Hello,
I'm currently using WGCNA v1.68 to do network analysis on 50k probes. I have a few questions regarding parallelization in WGCNA, particularly running the blockwiseModules and TOMsimilarity functions. I came across another bioconductor question on this topic (https://support.bioconductor.org/p/86147/), but it was from 3 years ago, so I was wondering if there's any updates that I should be aware of?
In the previous questioned, Peter said that blockwiseModules was not parallelized, has this changed? He kindly suggested using an faster BLAS to speed up matrix multiplication in TOM calculations, currently my output when running TOMsimilarity() is showing "..matrix multiplication (system BLAS)..", so I'm guessing the system BLAS is not the fast BLAS Peter's referring to?
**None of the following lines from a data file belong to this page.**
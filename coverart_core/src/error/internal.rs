//! Internal library error types

use thiserror::Error;

/// Internal library errors
#[derive(Error, Debug)]
pub enum InternalError {
    /// Artwork bytes could not be turned into a renderable image
    #[error("Failed to decode artwork for '{key}': {message}")]
    Decode { key: String, message: String },

    /// The disk cache index is unreadable or inconsistent
    #[error("Disk cache index error: {message}")]
    CacheIndex { message: String },

    /// Internal assertion failure
    #[error("Internal assertion failed: {message}")]
    Assertion { message: String },
}

impl InternalError {
    /// Create a decode error
    pub fn decode(key: &str, message: &str) -> Self {
        Self::Decode {
            key: key.to_string(),
            message: message.to_string(),
        }
    }

    /// Create a cache index error
    pub fn cache_index(message: impl Into<String>) -> Self {
        Self::CacheIndex {
            message: message.into(),
        }
    }

    /// Create an internal assertion failure error
    pub fn assertion(message: impl Into<String>) -> Self {
        Self::Assertion {
            message: message.into(),
        }
    }
}

#[cfg(test)]
mod tests {
    use super::*;

    #[test]
    fn test_decode_error() {
        let error = InternalError::decode("show:9:w185", "empty payload");
        assert!(error.to_string().contains("Failed to decode"));
        assert!(error.to_string().contains("show:9:w185"));
        assert!(error.to_string().contains("empty payload"));
    }

    #[test]
    fn test_cache_index_error() {
        let error = InternalError::cache_index("duplicate blob name");
        assert!(error.to_string().contains("Disk cache index error"));
        assert!(error.to_string().contains("duplicate blob name"));
    }

    #[test]
    fn test_assertion_error() {
        let error = InternalError::assertion("Invariant violated");
        assert!(error.to_string().contains("Internal assertion failed"));
        assert!(error.to_string().contains("Invariant violated"));
    }
}
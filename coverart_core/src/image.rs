//! Decoded artwork held by the memory tier

use crate::error::{InternalError, Result};
use bytes::Bytes;
use serde::{Deserialize, Serialize};

/// Container format detected from the leading bytes of a payload
#[derive(Debug, Clone, Copy, PartialEq, Eq, Hash, Serialize, Deserialize)]
pub enum ImageFormat {
    Png,
    Jpeg,
    Gif,
    Webp,
    Unknown,
}

impl ImageFormat {
    /// Detect the format from magic bytes
    pub fn sniff(data: &[u8]) -> Self {
        match data {
            [0x89, b'P', b'N', b'G', 0x0D, 0x0A, 0x1A, 0x0A, ..] => Self::Png,
            [0xFF, 0xD8, 0xFF, ..] => Self::Jpeg,
            [b'G', b'I', b'F', b'8', b'7' | b'9', b'a', ..] => Self::Gif,
            [b'R', b'I', b'F', b'F', _, _, _, _, b'W', b'E', b'B', b'P', ..] => Self::Webp,
            _ => Self::Unknown,
        }
    }

    /// Conventional file extension for cover files
    pub fn extension(&self) -> &'static str {
        match self {
            Self::Png => "png",
            Self::Jpeg => "jpg",
            Self::Gif => "gif",
            Self::Webp => "webp",
            Self::Unknown => "bin",
        }
    }
}

/// Artwork ready to hand to a renderer
#[derive(Debug, Clone, PartialEq, Eq)]
pub struct DecodedImage {
    data: Bytes,
    format: ImageFormat,
}

impl DecodedImage {
    pub fn new(data: Bytes, format: ImageFormat) -> Self {
        Self { data, format }
    }

    pub fn data(&self) -> &Bytes {
        &self.data
    }

    pub fn format(&self) -> ImageFormat {
        self.format
    }

    /// Approximate footprint used for memory-cache accounting
    pub fn byte_size(&self) -> u64 {
        self.data.len() as u64
    }
}

/// Turns raw artwork bytes into a [`DecodedImage`]
///
/// Front ends with a real rasterizer plug it in here; the pipeline only
/// needs the result to be cheap to clone.
pub trait ImageDecoder: Send + Sync {
    fn decode(&self, key: &str, data: Bytes) -> Result<DecodedImage>;
}

/// Keeps the encoded bytes and records the sniffed format
#[derive(Debug, Clone, Copy, Default)]
pub struct PassthroughDecoder;

impl ImageDecoder for PassthroughDecoder {
    fn decode(&self, key: &str, data: Bytes) -> Result<DecodedImage> {
        if data.is_empty() {
            return Err(InternalError::decode(key, "empty payload").into());
        }
        let format = ImageFormat::sniff(&data);
        Ok(DecodedImage::new(data, format))
    }
}
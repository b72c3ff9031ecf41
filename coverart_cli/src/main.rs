use anyhow::{Context, Result};
use clap::{Parser, Subcommand};
use colored::*;
use coverart_cli::config::{ConfigManager, get_config};
use coverart_cli::output::{FetchReport, OutputFormat, render_stats};
use coverart_cli::service::{self, ArtworkService, FetchMode};
use coverart_core::{Artwork, ArtworkKeys, MediaKind, RequestPolicy, derive_key};
use std::path::PathBuf;
use std::time::Instant;

#[derive(Parser)]
#[command(name = "coverart")]
#[command(author, version, about = "Coverart - Tiered artwork fetching and caching", long_about = None)]
struct Cli {
    /// Enable debug logging
    #[arg(short, long, global = true)]
    debug: bool,

    #[command(subcommand)]
    command: Commands,
}

#[derive(Subcommand)]
enum Commands {
    /// Resolve artwork through the memory, cover, disk and network tiers
    Fetch {
        /// Media kind (movie, show, anime, book)
        #[arg(value_parser = parse_kind)]
        kind: MediaKind,

        /// Media identifier
        id: u64,

        /// Size variant (e.g. w500, original)
        #[arg(short, long)]
        size: Option<String>,

        /// Explicit artwork URL, overrides the configured template
        #[arg(short, long)]
        url: Option<String>,

        /// Treat the item as a library title and keep a permanent cover
        #[arg(long)]
        library: bool,

        /// Stream the response body instead of buffering it
        #[arg(long)]
        streamed: bool,

        /// Do not read from the memory cache
        #[arg(long)]
        no_memory_read: bool,

        /// Do not read covers or the disk cache
        #[arg(long)]
        no_disk_read: bool,

        /// Do not write covers or the disk cache
        #[arg(long)]
        no_disk_write: bool,

        /// Write the artwork bytes to this file
        #[arg(short, long)]
        output: Option<PathBuf>,

        /// Output format
        #[arg(short, long, value_enum, default_value = "text")]
        format: OutputFormat,
    },

    /// Inspect or clear the disk cache and covers
    Cache {
        #[command(subcommand)]
        command: CacheCommand,
    },

    /// Manage configuration
    Config {
        #[command(subcommand)]
        command: ConfigCommand,
    },
}

#[derive(Subcommand)]
enum CacheCommand {
    /// Show disk cache and cover statistics
    Stats {
        /// Output format
        #[arg(short, long, value_enum, default_value = "text")]
        format: OutputFormat,
    },

    /// Remove every disk cache entry
    Clear {
        /// Also delete permanent covers
        #[arg(long)]
        covers: bool,
    },
}

#[derive(Subcommand)]
enum ConfigCommand {
    /// Get a configuration value
    Get {
        /// Configuration key (e.g., network.timeout_seconds)
        key: String,
    },

    /// Set a configuration value
    Set {
        /// Configuration key (e.g., artwork.url_template)
        key: String,

        /// Value to set
        value: String,
    },

    /// List all configuration values
    List,

    /// Print the configuration file path
    Path,
}

fn parse_kind(value: &str) -> Result<MediaKind, String> {
    value.parse().map_err(|e: coverart_core::Error| e.to_string())
}

#[tokio::main]
async fn main() -> Result<()> {
    let cli = Cli::parse();

    // Initialize logging based on debug flag
    if cli.debug {
        env_logger::Builder::from_env(env_logger::Env::default())
            .filter_level(log::LevelFilter::Info)
            .filter_module("coverart_core", log::LevelFilter::Debug)
            .filter_module("coverart_cli", log::LevelFilter::Debug)
            .filter_module("coverart", log::LevelFilter::Debug)
            .format_timestamp_millis()
            .init();
        eprintln!("Debug logging enabled");
    } else {
        env_logger::Builder::from_env(env_logger::Env::default().default_filter_or("warn")).init();
    }

    match cli.command {
        Commands::Fetch {
            kind,
            id,
            size,
            url,
            library,
            streamed,
            no_memory_read,
            no_disk_read,
            no_disk_write,
            output,
            format,
        } => {
            let mut item = Artwork::new(kind, id).with_in_library(library);
            if let Some(url) = url {
                item = item.with_source_url(url);
            }
            let policy = RequestPolicy::default()
                .with_memory_read(!no_memory_read)
                .with_disk_read(!no_disk_read)
                .with_disk_write(!no_disk_write);
            let mode = if streamed {
                FetchMode::Streamed
            } else {
                FetchMode::Buffered
            };
            fetch_command(item, size, policy, mode, output, format).await?;
        }
        Commands::Cache { command } => {
            cache_command(command).await?;
        }
        Commands::Config { command } => {
            config_command(command)?;
        }
    }

    Ok(())
}

async fn fetch_command(
    mut item: Artwork,
    size: Option<String>,
    policy: RequestPolicy,
    mode: FetchMode,
    output: Option<PathBuf>,
    format: OutputFormat,
) -> Result<()> {
    let config = get_config().context("Failed to load configuration")?;
    // An explicit --size always wins over the configured default
    if let Some(size) = size.or_else(|| config.artwork.default_size.clone()) {
        item = item.with_size(size);
    }

    let key = derive_key(&ArtworkKeys, &item, &policy)?;
    let service = ArtworkService::open(&config, mode).await?;

    let start = Instant::now();
    let result = service.fetch(&item, &policy).await?;
    log::info!(
        "Resolved {key} from {} in {:.2?}",
        result.source,
        start.elapsed()
    );

    if let Some(path) = &output {
        tokio::fs::write(path, result.image.data())
            .await
            .with_context(|| format!("Failed to write {}", path.display()))?;
    }

    println!("{}", FetchReport::new(&key, &result, output).render(format)?);
    Ok(())
}

async fn cache_command(command: CacheCommand) -> Result<()> {
    let config = get_config().context("Failed to load configuration")?;
    let disk = ArtworkService::open_disk(&config).await?;

    match command {
        CacheCommand::Stats { format } => {
            let stats = service::storage_stats(&disk, &config.paths.covers_dir).await?;
            println!("{}", render_stats(&stats, format)?);
        }
        CacheCommand::Clear { covers } => {
            let (entries, cover_files) =
                service::clear_storage(&disk, &config.paths.covers_dir, covers).await?;
            eprintln!("{}", format!("Removed {entries} cache entries").green());
            if covers {
                eprintln!("{}", format!("Removed {cover_files} cover files").green());
            }
        }
    }
    Ok(())
}

fn config_command(command: ConfigCommand) -> Result<()> {
    let mut manager = ConfigManager::new();

    match command {
        ConfigCommand::Get { key } => {
            println!("{}", manager.get(&key)?);
        }
        ConfigCommand::Set { key, value } => {
            manager.set(&key, &value)?;
            eprintln!("{}", format!("Set {key} = {value}").green());
            eprintln!(
                "Configuration saved to: {}",
                manager.get_config_path().display()
            );
        }
        ConfigCommand::List => {
            let items = manager.list()?;
            eprintln!("{}", "Configuration:".bold().blue());
            eprintln!("Config file: {}", manager.get_config_path().display());

            let mut current_section = None;
            for (key, value) in items {
                let (section, rest) = key.split_once('.').unwrap_or(("general", key.as_str()));
                if current_section != Some(section.to_string()) {
                    println!();
                    println!("[{}]", section.yellow());
                    current_section = Some(section.to_string());
                }
                println!("  {} = {}", rest.cyan(), value);
            }
        }
        ConfigCommand::Path => {
            println!("{}", manager.get_config_path().display());
        }
    }
    Ok(())
}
Does anyone know which fast BLAS I should try installing? (I'm currently using R on a CentOS server with up to 50 cores).
I already tried setting "enableWGCNAThreads(nThreads = 50)", but I don't think it did anything.
Much thanks for any help anyone can provide,
Ming
Hi Peter, thank-you so much for your fast response, I understand more now. When I do sessionInfo() it indeed shows the generic Rblas. I'm working with a computing cluster and getting R to switch to using openBLAS seems to be complicated as you have foreseen.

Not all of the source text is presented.